Obviously, you can't give up on everything in your life, and some of those cliched resolutions might actually be good for you (drinking more water for instance). But the reality is that most of the things that we think of as ways of "improving" ourselves are actually just ways of tightening the chains that already lace themselves around our limbs and neck. It's the organizing principle of the West (and increasingly the rest of the world). We each are our own and our neighbor's jailer. And as long as you don't leave your cell, or can keep someone else in their's, you'll be ok... for the time being. Until the warden needs to make an example of someone that is, and he always does...

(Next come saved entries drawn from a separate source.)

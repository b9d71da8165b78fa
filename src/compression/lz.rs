//! `.lz` files - an LZSS payload behind an 8-byte size header.
//!
//! ## Layout (little-endian)
//! ```text
//! [0x00] SizeField          (i32)  payload length, or payload length + 8
//! [0x04] UncompressedSize   (i32)
//! [0x08] LZSS payload       (see [`crate::compression::lzss`])
//! ```
//!
//! Whether `SizeField` counts the header depends on the game the file was
//! made for (see [`SizeConvention`]). Readers tell the two apart by comparing
//! the field against the total stream length, which only works because the
//! payload always runs to the end of the file.

use std::io::{Cursor, Read, Seek, Write};

use tracing::debug;

use crate::compression::lzss;
use crate::file::{BinaryFile, Endian, FileType};
use crate::game::{Game, SizeConvention};
use crate::utils::{bytesv, le_i32, stream_len, write_le_i32};
use crate::{Error, Result};

/// Size of the `.lz` header in bytes.
pub const HEADER_SIZE: u64 = 8;

/// Work out which convention a header size field follows, given the length
/// of the whole stream (header included).
///
/// Returns [`Error::HeaderSize`] if it matches neither.
pub fn detect_convention(header_size: i32, stream_len: u64) -> Result<SizeConvention> {
    let field = i64::from(header_size);
    let len = stream_len as i64;
    if field == len {
        Ok(SizeConvention::IncludesHeader)
    } else if field == len - HEADER_SIZE as i64 {
        Ok(SizeConvention::PayloadOnly)
    } else {
        Err(Error::HeaderSize {
            header_size,
            stream_len,
        })
    }
}

/// Decompress an `.lz` stream, returning the data and the size convention
/// its header used.
///
/// `r` must be positioned at the header; the payload is assumed to run to
/// the end of the stream.
pub fn unpack_with_convention<R: Read + Seek>(r: &mut R) -> Result<(Vec<u8>, SizeConvention)> {
    let start = r.stream_position()?;
    let len = stream_len(r)? - start;

    let header_size = le_i32(r)?;
    let uncompressed_size = le_i32(r)?;
    let convention = detect_convention(header_size, len)?;
    let uncompressed_size = u64::try_from(uncompressed_size)
        .map_err(|_| Error::Parse("negative uncompressed size"))?;

    // Both conventions leave exactly the rest of the stream as payload.
    let compressed_size = (header_size - convention.header_bias()) as usize;
    debug!(
        ?convention,
        compressed_size, uncompressed_size, "unpacking lz stream"
    );

    let payload = bytesv(r, compressed_size)?;
    let data = lzss::decode(&payload)?;
    if data.len() as u64 != uncompressed_size {
        return Err(Error::SizeMismatch {
            expected: uncompressed_size,
            actual: data.len() as u64,
        });
    }
    Ok((data, convention))
}

/// Decompress an `.lz` stream.
pub fn unpack<R: Read + Seek>(r: &mut R) -> Result<Vec<u8>> {
    unpack_with_convention(r).map(|(data, _)| data)
}

/// Decompress an in-memory `.lz` file.
pub fn unpack_bytes(data: &[u8]) -> Result<Vec<u8>> {
    unpack(&mut Cursor::new(data))
}

/// Compress `data` and write it as an `.lz` file using `convention`.
pub fn pack_with_convention<W: Write>(
    data: &[u8],
    convention: SizeConvention,
    w: &mut W,
) -> Result<()> {
    let uncompressed_size = i32::try_from(data.len())
        .map_err(|_| Error::InvalidArgument("input exceeds 2 GiB".into()))?;

    let compressed = lzss::encode(data);
    let header_size = i32::try_from(compressed.len())
        .ok()
        .and_then(|n| n.checked_add(convention.header_bias()))
        .ok_or_else(|| Error::InvalidArgument("compressed output exceeds 2 GiB".into()))?;

    debug!(
        ?convention,
        uncompressed = data.len(),
        compressed = compressed.len(),
        "packing lz stream"
    );

    write_le_i32(w, header_size)?;
    write_le_i32(w, uncompressed_size)?;
    w.write_all(&compressed)?;
    Ok(())
}

/// Compress `data` into an `.lz` file readable by `game`.
pub fn pack<W: Write>(data: &[u8], game: Game, w: &mut W) -> Result<()> {
    pack_with_convention(data, game.size_convention(), w)
}

/// Compress `data` into an in-memory `.lz` file readable by `game`.
pub fn pack_bytes(data: &[u8], game: Game) -> Result<Vec<u8>> {
    let mut out = Vec::new();
    pack(data, game, &mut out)?;
    Ok(out)
}

/// An `.lz` file held decompressed, remembering its header convention so it
/// can be written back the same way.
#[derive(Debug, Clone, PartialEq, Eq)]
pub struct LzFile {
    /// Decompressed contents.
    pub data: Vec<u8>,
    /// How the header size field is written.
    pub convention: SizeConvention,
}

impl LzFile {
    /// Wrap `data` for writing in the format `game` expects.
    pub fn new(data: Vec<u8>, game: Game) -> Self {
        Self {
            data,
            convention: game.size_convention(),
        }
    }
}

impl BinaryFile for LzFile {
    const FILE_TYPE: FileType = FileType {
        endian: Endian::Little,
        extension: "lz",
    };

    fn read_from<R: Read + Seek>(r: &mut R) -> Result<Self> {
        let (data, convention) = unpack_with_convention(r)?;
        Ok(Self { data, convention })
    }

    /// The payload must end the stream for readers to find it, so write
    /// into an empty or truncated sink.
    fn write_to<W: Write + Seek>(&self, w: &mut W) -> Result<()> {
        pack_with_convention(&self.data, self.convention, w)
    }
}

#[cfg(test)]
mod tests {
    use pretty_assertions::assert_eq;

    use super::*;

    fn header_size(stream: &[u8]) -> i32 {
        i32::from_le_bytes(stream[..4].try_into().unwrap())
    }

    #[test]
    fn gx_stores_exact_payload_size() {
        let data = b"F-Zero GX F-Zero GX F-Zero GX";
        let packed = pack_bytes(data, Game::FZeroGx).unwrap();
        let payload = lzss::encode(data);
        assert_eq!(header_size(&packed), payload.len() as i32);
        assert_eq!(&packed[8..], &payload[..]);
    }

    #[test]
    fn smb_counts_the_header() {
        let data = b"monkey monkey monkey ball";
        let packed = pack_bytes(data, Game::SuperMonkeyBall).unwrap();
        assert_eq!(header_size(&packed), lzss::encode(data).len() as i32 + 8);
        assert_eq!(header_size(&packed), packed.len() as i32);
    }

    #[test]
    fn roundtrip_every_game() {
        let data: Vec<u8> = (0..2000u32).map(|i| (i * 7 % 13) as u8).collect();
        for game in Game::ALL {
            let packed = pack_bytes(&data, game).unwrap();
            assert_eq!(unpack_bytes(&packed).unwrap(), data, "{game}");
        }
    }

    #[test]
    fn empty_file_roundtrips() {
        for game in Game::ALL {
            let packed = pack_bytes(&[], game).unwrap();
            assert_eq!(packed.len(), 8);
            assert!(unpack_bytes(&packed).unwrap().is_empty());
        }
    }

    #[test]
    fn rejects_size_field_matching_neither_convention() {
        let mut stream = vec![0u8; 50];
        stream[..4].copy_from_slice(&1000i32.to_le_bytes());
        let err = unpack_bytes(&stream).unwrap_err();
        assert!(matches!(
            err,
            Error::HeaderSize {
                header_size: 1000,
                stream_len: 50
            }
        ));
        assert!(err.is_format());
    }

    #[test]
    fn rejects_wrong_uncompressed_size() {
        let mut packed = pack_bytes(b"hello hello hello", Game::FZeroGx).unwrap();
        packed[4..8].copy_from_slice(&99i32.to_le_bytes());
        assert!(matches!(
            unpack_bytes(&packed),
            Err(Error::SizeMismatch {
                expected: 99,
                actual: 17
            })
        ));
    }

    #[test]
    fn short_header_is_eof() {
        assert!(matches!(unpack_bytes(&[1, 2, 3]), Err(Error::UnexpectedEof)));
    }

    #[test]
    fn lz_file_keeps_its_convention() {
        let original = pack_bytes(b"abcabcabcabc", Game::FZeroAx).unwrap();
        let file = LzFile::from_bytes(&original).unwrap();
        assert_eq!(file.convention, SizeConvention::IncludesHeader);
        assert_eq!(file.to_bytes().unwrap(), original);
    }
}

On his Bandcamp, Maltash explains his debut album Sabotage Yourself as operating on a simple philosophy "Break Every Boundary, Empower the Disheartened." For his work, he draws from the tumultuous modern history of his home country, but the sentiments are universal as I've already explained. Whether its the explosive cacophony of opener "Dystopian Dream" or the bleak, blackened electro-doom of "Infatuation Queen" with its unsettling vocal expressions, taking the form of a hog-like, slit-throated gargle at first, and transitioning into a red-eyed, exasperated holler after the bridge, sounding like a man trapped in a well during the rain, as the water levels slowly rise around him. "Kid on the Left" sounds like a version of Street Sect that's literally been run over by a street cleaner and had all of its skin frayed into a chew, blood-sopped felt. But the most devastating elements of Maltash's sound are saved for the profane sacrifice of the title track, beginning with Nine Inch Nails reminiscent, gas-exchanging, compressed filament of beats and a pitiful, weeping vocal bawl, it continues with this wailing and woeful thesis as the song's tempo increases and the melody (if you can call it that) is beset by wolf-like growls and foundation wrecking bass-lines that wipe and lash like cut electrical lines in a storm.
On Sabotage Yourself asks a simple question. What parts of yourself are worth saving? What parts of you should be left to die? Answering this question may be the only thing that saves your sanity in the coming year.